Having tested my draft Nvu tutorial handout and example web pages on a Linux, Windows, and Mac box there is little more to do except include some more screen snapshots and a small troubleshooting section in the handout. Fortunately, Nvu looks 99% the same on all three platforms give or take a few triangles and plus signs to indicate expansion of a hierarchy, for example, in the Nvu Site Manager.

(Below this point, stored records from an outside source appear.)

//! Common test utilities

use saush::indexer::Indexer;
use saush::storage::{IndexStore, SqliteIndexStore};
use tempfile::TempDir;

/// Indexer over a fresh SQLite file inside a temp directory.
///
/// The `TempDir` must be kept alive for as long as the indexer is used.
pub fn sqlite_indexer() -> (TempDir, Indexer<SqliteIndexStore>) {
    let dir = TempDir::new().unwrap();
    let store = SqliteIndexStore::open(dir.path().join("index.db")).unwrap();
    (dir, Indexer::new(store))
}

/// Id of the word stored for `stem`
#[allow(dead_code)]
pub fn word_id<S: IndexStore>(store: &S, stem: &str) -> i64 {
    store
        .autocommit(|ops| ops.find_word(stem))
        .unwrap()
        .and_then(|w| w.id)
        .unwrap_or_else(|| panic!("word {stem} not stored"))
}
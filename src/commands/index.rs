use anyhow::{Context, Result};
use std::path::{Path, PathBuf};
use std::sync::Arc;
use tokio::sync::Semaphore;
use tokio::task::JoinSet;

use saush::config::Config;

use super::open_indexer;

/// Index one page whose text comes from `file` or stdin
pub fn index(config: &Config, url: &str, title: Option<&str>, file: Option<PathBuf>) -> Result<()> {
    let text = match &file {
        Some(path) => std::fs::read_to_string(path)
            .with_context(|| format!("Failed to read {}", path.display()))?,
        None => std::io::read_to_string(std::io::stdin()).context("Failed to read stdin")?,
    };

    let indexer = open_indexer(config)?;
    let (page, summary) = indexer
        .index_page_with_summary(url, &text, title)
        .with_context(|| format!("Failed to index {url}"))?;

    println!(
        "{} {url} (page {}): {} occurrences of {} words, {} new",
        if summary.page_created { "Indexed" } else { "Re-indexed" },
        page.id.unwrap_or_default(),
        summary.occurrences,
        summary.distinct_words,
        summary.new_words
    );
    if summary.replaced_locations > 0 {
        println!("  Replaced {} previous locations", summary.replaced_locations);
    }
    Ok(())
}

/// Page URL for a file: `base_url` joined with the file name
fn page_url(base_url: &str, path: &Path) -> Option<String> {
    let name = path.file_name()?.to_str()?;
    Some(format!("{}/{name}", base_url.trim_end_matches('/')))
}

/// Index every `.txt` file in `dir`, up to `concurrency` at a time
pub async fn index_dir(
    config: &Config,
    dir: PathBuf,
    base_url: String,
    concurrency: usize,
    skip_fresh: bool,
) -> Result<()> {
    if concurrency == 0 {
        anyhow::bail!("concurrency must be greater than 0");
    }

    let mut files = Vec::new();
    let mut entries = tokio::fs::read_dir(&dir)
        .await
        .with_context(|| format!("Failed to read directory {}", dir.display()))?;
    while let Some(entry) = entries.next_entry().await? {
        let path = entry.path();
        if path.extension().map(|ext| ext == "txt").unwrap_or(false) {
            files.push(path);
        }
    }
    files.sort();

    println!("Indexing {} files from {}", files.len(), dir.display());

    let indexer = Arc::new(open_indexer(config)?);
    let semaphore = Arc::new(Semaphore::new(concurrency));
    let mut tasks = JoinSet::new();

    for path in files {
        let Some(url) = page_url(&base_url, &path) else {
            tracing::warn!(path = %path.display(), "Skipping file with non UTF-8 name");
            continue;
        };
        let indexer = Arc::clone(&indexer);
        let permit = Arc::clone(&semaphore).acquire_owned().await?;

        tasks.spawn_blocking(move || -> Result<bool> {
            let _permit = permit;

            if skip_fresh && !indexer.needs_crawl(&url)? {
                tracing::debug!(url = %url, "Skipping fresh page");
                return Ok(false);
            }

            let text = std::fs::read_to_string(&path)
                .with_context(|| format!("Failed to read {}", path.display()))?;
            let title = path.file_stem().and_then(|s| s.to_str());
            indexer
                .index_page(&url, &text, title)
                .with_context(|| format!("Failed to index {url}"))?;
            Ok(true)
        });
    }

    let (mut indexed, mut skipped, mut failed) = (0usize, 0usize, 0usize);
    while let Some(joined) = tasks.join_next().await {
        match joined? {
            Ok(true) => indexed += 1,
            Ok(false) => skipped += 1,
            Err(e) => {
                tracing::warn!(error = %format!("{e:#}"), "Failed to index file");
                failed += 1;
            }
        }
    }

    println!("Indexed: {indexed}, skipped (fresh): {skipped}, failed: {failed}");
    Ok(())
}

The troubleshooting section will include:
- Relative links lost in stylesheets
- Start web browser before Nvu
The work around is to manually edit the html files or include the css files in the same directory as the html files. For beginners, I think it is probably easier to use templates that use css files in the same directory as the html files. People that are more comfortable hacking the html source will probably make the necessary manual tweaks.
KompoZer is not an option at this stage, as the Mac Studio is already set up with Nvu. Also, I thought Nvu was going to be on the Software Freedom Day CDs  😦 But I will burn some CDs that have Nvu and KompoZer for Windows and Mac just in case tutorial participants want that option.

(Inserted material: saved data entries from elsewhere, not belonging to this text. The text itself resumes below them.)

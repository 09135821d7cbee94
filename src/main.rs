use anyhow::{Context, Result};
use clap::{Parser, Subcommand};
use std::path::PathBuf;
use tracing_subscriber::{layer::SubscriberExt, util::SubscriberInitExt};

use saush::config::{Config, ReindexMode};

mod commands;

#[derive(Parser)]
#[command(
    name = "saush",
    version,
    about = "Word index for crawled web pages with a re-crawl freshness policy",
    long_about = None
)]
struct Cli {
    #[command(subcommand)]
    command: Commands,

    /// Path to a TOML config file
    #[arg(long, global = true)]
    config: Option<PathBuf>,

    /// SQLite database path (overrides config)
    #[arg(long, global = true)]
    database: Option<PathBuf>,

    /// Enable verbose logging
    #[arg(short, long, global = true)]
    verbose: bool,

    /// Log format (text, json)
    #[arg(long, global = true)]
    log_format: Option<String>,
}

#[derive(Subcommand)]
enum Commands {
    /// Create the index schema if it does not exist
    Init,

    /// Drop all index data and recreate the schema
    Reset {
        /// Confirm the reset
        #[arg(long, default_value = "false")]
        yes: bool,
    },

    /// Index the text of one page
    Index {
        /// Page URL
        #[arg(short, long)]
        url: String,

        /// Page title
        #[arg(short, long)]
        title: Option<String>,

        /// File holding the page text (stdin when omitted)
        #[arg(short, long)]
        file: Option<PathBuf>,

        /// Re-index mode (append, replace)
        #[arg(long)]
        reindex: Option<ReindexMode>,
    },

    /// Index every .txt file of a directory
    IndexDir {
        /// Directory of text files
        dir: PathBuf,

        /// URL prefix; each page URL is the prefix joined with the file name
        #[arg(long)]
        base_url: String,

        /// Files indexed at the same time
        #[arg(short = 'j', long, default_value = "4")]
        concurrency: usize,

        /// Skip pages that are still fresh
        #[arg(long, default_value = "false")]
        skip_fresh: bool,
    },

    /// Show the age and freshness of a page
    Fresh {
        /// Page URL
        url: String,
    },

    /// Show row counts of the index
    Stats {
        /// Print as JSON
        #[arg(long, default_value = "false")]
        json: bool,
    },

    /// Print the stems the normalizer produces for a text
    Normalize {
        /// Text to normalize
        text: String,
    },
}

#[tokio::main]
async fn main() -> Result<()> {
    let cli = Cli::parse();

    let config = load_config(&cli)?;

    setup_tracing(&config.logging.format, &config.logging.level, cli.verbose)?;

    tracing::debug!(sqlite_path = %config.database.sqlite_path.display(), "configuration loaded");

    match cli.command {
        Commands::Init => commands::init(&config)?,

        Commands::Reset { yes } => commands::reset(&config, yes)?,

        Commands::Index {
            url,
            title,
            file,
            reindex,
        } => {
            let mut config = config;
            if let Some(mode) = reindex {
                config.index.reindex = mode;
            }
            tracing::info!(url = %url, file = ?file, "Starting index command");
            commands::index(&config, &url, title.as_deref(), file)?;
        }

        Commands::IndexDir {
            dir,
            base_url,
            concurrency,
            skip_fresh,
        } => {
            tracing::info!(
                dir = %dir.display(),
                base_url = %base_url,
                concurrency = %concurrency,
                "Starting index-dir command"
            );
            commands::index_dir(&config, dir, base_url, concurrency, skip_fresh).await?;
        }

        Commands::Fresh { url } => commands::fresh(&config, &url)?,

        Commands::Stats { json } => commands::stats(&config, json)?,

        Commands::Normalize { text } => commands::normalize(&text),
    }

    Ok(())
}

fn load_config(cli: &Cli) -> Result<Config> {
    let mut config = match &cli.config {
        Some(path) => Config::from_file(path)
            .with_context(|| format!("Failed to load config from {}", path.display()))?,
        None => Config::default(),
    };

    config.apply_env().context("Invalid environment configuration")?;

    if let Some(path) = &cli.database {
        config.database.sqlite_path = path.clone();
    }
    if let Some(format) = &cli.log_format {
        config.logging.format = format.clone();
    }

    config.validate().context("Invalid configuration")?;
    Ok(config)
}

fn setup_tracing(format: &str, level: &str, verbose: bool) -> Result<()> {
    let default_filter = if verbose {
        String::from("saush=debug,info")
    } else {
        format!("saush={level},warn")
    };
    let env_filter = tracing_subscriber::EnvFilter::try_from_default_env()
        .or_else(|_| tracing_subscriber::EnvFilter::try_new(&default_filter))
        .context("Invalid log filter")?;

    match format {
        "json" => {
            tracing_subscriber::registry()
                .with(env_filter)
                .with(tracing_subscriber::fmt::layer().json().with_writer(std::io::stderr))
                .init();
        }
        _ => {
            tracing_subscriber::registry()
                .with(env_filter)
                .with(tracing_subscriber::fmt::layer().with_writer(std::io::stderr))
                .init();
        }
    }

    Ok(())
}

If you wish to use your web browser to display your web pages from Nvu, you need to start the browser before you start Nvu. I don’t know how to set up Nvu so that the web pages are displayed in Safari, but at least Firefox is installed and that works. I’m not sure at this stage what happens for people on Windows that don’t have Firefox installed.
As soon as I finalise the material to conduct my tutorial session, I’ll put it up in case any other universities wish to conduct a short ‘Creating a Web Site Using Nvu’ tutorial session.
 The CD included Firefox, Thunderbird, Sunbird, and Inkscape for Windows, and Ubuntu. That is, no OpenOffice.org, GIMP, Audacity, and Nvu for Windows as in previous years. So my tutorial participants will have a less professional looking CD burned by me. Fortunately, I will be able to use this ‘opportunity’ to talk about copying and distributing Free software.